Speaker
Description
Malaria is caused by Plasmodium parasites, spread to people through the bites of infected female Anopheles mosquitoes. The study focused on all 5 (Plasmodium falciparum, P. knowlesi, P. malariae, P. ovale and P. vivax) parasites that causes malaria in humans. Africa is a developing continent, and it is the most affected with an estimation of 90% of more than 400 000 deaths reported by the World Health Organization (WHO) report in 2020, in which 61% of that number are children under the ages of five. Malaria resistance originally was observed in early 1986 and with the progression of time anti-malarial drug resistance has only increased. As a result, there is a need to study the malarial proteins mechanism of action and identify alternative treatment strategies for this disease. Type II NADH: quinone oxidoreductase (NDH2) is a monotopic protein that catalyses the electron transfer from NADH to quinone via FAD without a proton-pumping activity, and functions as an initial enzyme, either in addition to or as an alternative to proton-pumping NADH dehydrogenase (complex I) in the respiratory chain of bacteria, archaea, and fungal and plant mitochondrial. The structures for the other plasmodium species were modelled from the crystal structure of Plasmodium falciparum (5JWA). South African natural compounds database (SANCDB) were docked against the NDH2 crystal structure and modelled structures.

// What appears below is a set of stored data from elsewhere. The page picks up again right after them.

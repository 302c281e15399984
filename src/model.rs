use serde::{Deserialize, Serialize};

/// A server-owned expense record as cached in the current snapshot.
#[derive(Clone, PartialEq, Debug, Serialize, Deserialize)]
pub struct Expense {
    pub id: i64,
    pub title: String,
    pub description: String,
    pub category: String,
    pub amount: f64,
    pub date: String,
}

/// The editable field set of an expense, used for both the creation form
/// and per-row edit drafts. Never carries an id; the server assigns those.
#[derive(Clone, PartialEq, Debug, Serialize, Deserialize)]
pub struct ExpenseDraft {
    pub title: String,
    pub description: String,
    pub category: String,
    pub amount: f64,
    pub date: String,
}

impl Default for ExpenseDraft {
    fn default() -> Self {
        Self {
            title: String::new(),
            description: String::new(),
            category: String::new(),
            amount: 0.0,
            date: today(),
        }
    }
}

impl From<&Expense> for ExpenseDraft {
    fn from(expense: &Expense) -> Self {
        Self {
            title: expense.title.clone(),
            description: expense.description.clone(),
            category: expense.category.clone(),
            amount: expense.amount,
            date: truncate_date(&expense.date),
        }
    }
}

pub fn today() -> String {
    chrono::Local::now().format("%Y-%m-%d").to_string()
}

/// Reduces an ISO date string to its `YYYY-MM-DD` prefix for date inputs.
pub fn truncate_date(raw: &str) -> String {
    raw.chars().take(10).collect()
}

/// Filter options for the current snapshot: the "All" sentinel followed by
/// the distinct categories in first-seen order.
pub fn derive_categories(expenses: &[Expense]) -> Vec<String> {
    let mut categories = vec!["All".to_string()];
    for expense in expenses {
        if !categories[1..].iter().any(|c| *c == expense.category) {
            categories.push(expense.category.clone());
        }
    }
    categories
}

pub fn filter_expenses(expenses: &[Expense], filter: &str) -> Vec<Expense> {
    if filter == "All" {
        expenses.to_vec()
    } else {
        expenses
            .iter()
            .filter(|e| e.category == filter)
            .cloned()
            .collect()
    }
}

/// Tracks which row, if any, is being edited and its uncommitted draft.
/// Starting an edit on another row replaces the pending draft outright, so
/// a single row is editable at a time and stale drafts cannot leak between
/// rows. Commit success/failure handling stays with the caller: only an
/// explicit `cancel` (or a fresh `start`) drops the draft.
#[derive(Clone, PartialEq, Debug, Default)]
pub struct RowEditor {
    editing: Option<(i64, ExpenseDraft)>,
}

impl RowEditor {
    pub fn start(&mut self, expense: &Expense) {
        self.editing = Some((expense.id, ExpenseDraft::from(expense)));
    }

    pub fn cancel(&mut self) {
        self.editing = None;
    }

    pub fn editing_id(&self) -> Option<i64> {
        self.editing.as_ref().map(|(id, _)| *id)
    }

    pub fn is_editing(&self, id: i64) -> bool {
        self.editing_id() == Some(id)
    }

    pub fn draft(&self) -> Option<&ExpenseDraft> {
        self.editing.as_ref().map(|(_, draft)| draft)
    }

    /// The pending edit as an owned pair, ready to submit.
    pub fn pending(&self) -> Option<(i64, ExpenseDraft)> {
        self.editing.clone()
    }

    pub fn update_draft(&mut self, apply: impl FnOnce(&mut ExpenseDraft)) {
        if let Some((_, draft)) = self.editing.as_mut() {
            apply(draft);
        }
    }
}

#[cfg(test)]
mod tests {
    use super::*;

    fn expense(id: i64, title: &str, category: &str, amount: f64, date: &str) -> Expense {
        Expense {
            id,
            title: title.to_string(),
            description: format!("{title} expense"),
            category: category.to_string(),
            amount,
            date: date.to_string(),
        }
    }

    #[test]
    fn categories_start_with_all_sentinel() {
        let expenses = [expense(1, "Coffee", "Food", 5.0, "2024-01-01")];
        assert_eq!(derive_categories(&expenses), vec!["All", "Food"]);
    }

    #[test]
    fn categories_keep_first_seen_order_without_duplicates() {
        let expenses = [
            expense(1, "Coffee", "Food", 5.0, "2024-01-01"),
            expense(2, "Train", "Travel", 12.0, "2024-01-02"),
            expense(3, "Lunch", "Food", 9.0, "2024-01-03"),
            expense(4, "Hotel", "Travel", 80.0, "2024-01-04"),
        ];
        assert_eq!(derive_categories(&expenses), vec!["All", "Food", "Travel"]);
    }

    #[test]
    fn categories_of_empty_snapshot_is_just_all() {
        assert_eq!(derive_categories(&[]), vec!["All"]);
    }

    #[test]
    fn filter_all_returns_full_snapshot() {
        let expenses = [
            expense(1, "Coffee", "Food", 5.0, "2024-01-01"),
            expense(2, "Train", "Travel", 12.0, "2024-01-02"),
        ];
        assert_eq!(filter_expenses(&expenses, "All"), expenses.to_vec());
    }

    #[test]
    fn filter_restricts_to_matching_category() {
        let expenses = [expense(1, "Coffee", "Food", 5.0, "2024-01-01")];
        let food = filter_expenses(&expenses, "Food");
        assert_eq!(food.len(), 1);
        assert_eq!(food[0].id, 1);
        assert!(filter_expenses(&expenses, "Travel").is_empty());
    }

    #[test]
    fn start_edit_seeds_draft_from_row() {
        let row = expense(1, "Coffee", "Food", 5.0, "2024-01-01T00:00:00Z");
        let mut editor = RowEditor::default();
        editor.start(&row);

        assert!(editor.is_editing(1));
        let draft = editor.draft().unwrap();
        assert_eq!(draft.title, "Coffee");
        assert_eq!(draft.amount, 5.0);
        assert_eq!(draft.date, "2024-01-01");
    }

    #[test]
    fn mutating_draft_leaves_source_row_untouched() {
        let row = expense(1, "Coffee", "Food", 5.0, "2024-01-01");
        let mut editor = RowEditor::default();
        editor.start(&row);
        editor.update_draft(|d| d.amount = 10.0);

        assert_eq!(row.amount, 5.0);
        assert_eq!(editor.draft().unwrap().amount, 10.0);
    }

    #[test]
    fn starting_another_row_silently_drops_previous_draft() {
        let a = expense(1, "Coffee", "Food", 5.0, "2024-01-01");
        let b = expense(2, "Train", "Travel", 12.0, "2024-01-02");
        let mut editor = RowEditor::default();

        editor.start(&a);
        editor.update_draft(|d| d.title = "Espresso".to_string());
        editor.start(&b);

        assert!(!editor.is_editing(1));
        assert!(editor.is_editing(2));
        assert_eq!(editor.draft().unwrap().title, "Train");
    }

    #[test]
    fn cancel_discards_the_draft() {
        let row = expense(1, "Coffee", "Food", 5.0, "2024-01-01");
        let mut editor = RowEditor::default();
        editor.start(&row);
        editor.cancel();

        assert_eq!(editor.editing_id(), None);
        assert!(editor.draft().is_none());
        assert!(editor.pending().is_none());
    }

    #[test]
    fn draft_survives_until_explicitly_cancelled() {
        // A failed save never touches the editor, so the pending pair must
        // stay intact across repeated reads.
        let row = expense(1, "Coffee", "Food", 5.0, "2024-01-01");
        let mut editor = RowEditor::default();
        editor.start(&row);
        editor.update_draft(|d| d.amount = 10.0);

        let (id, draft) = editor.pending().unwrap();
        assert_eq!(id, 1);
        assert_eq!(draft.amount, 10.0);
        assert_eq!(editor.pending().unwrap().1.amount, 10.0);
    }

    #[test]
    fn truncate_date_drops_time_component() {
        assert_eq!(truncate_date("2024-01-01T15:04:05Z"), "2024-01-01");
        assert_eq!(truncate_date("2024-01-01"), "2024-01-01");
        assert_eq!(truncate_date(""), "");
    }

    #[test]
    fn default_draft_is_empty_except_for_the_date() {
        let draft = ExpenseDraft::default();
        assert!(draft.title.is_empty());
        assert!(draft.description.is_empty());
        assert!(draft.category.is_empty());
        assert_eq!(draft.amount, 0.0);
        assert_eq!(draft.date.len(), 10);
    }
}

By performing in silico screening the study aims to interrupt the electron transfer to quinone therefore disturbing the enzyme’s function and possibly elimination of the plasmodium parasite. CHARMM-GUI was used to create the membrane and orient the protein on the membrane using OPM server guidelines, the interface produced Gromacs topology files that were used in molecular dynamic simulations. Molecular dynamic simulations were performed in the Centre for high performance computing (CHPC) cluster under the CHEM0802 project and the trajectories produced were further analysed.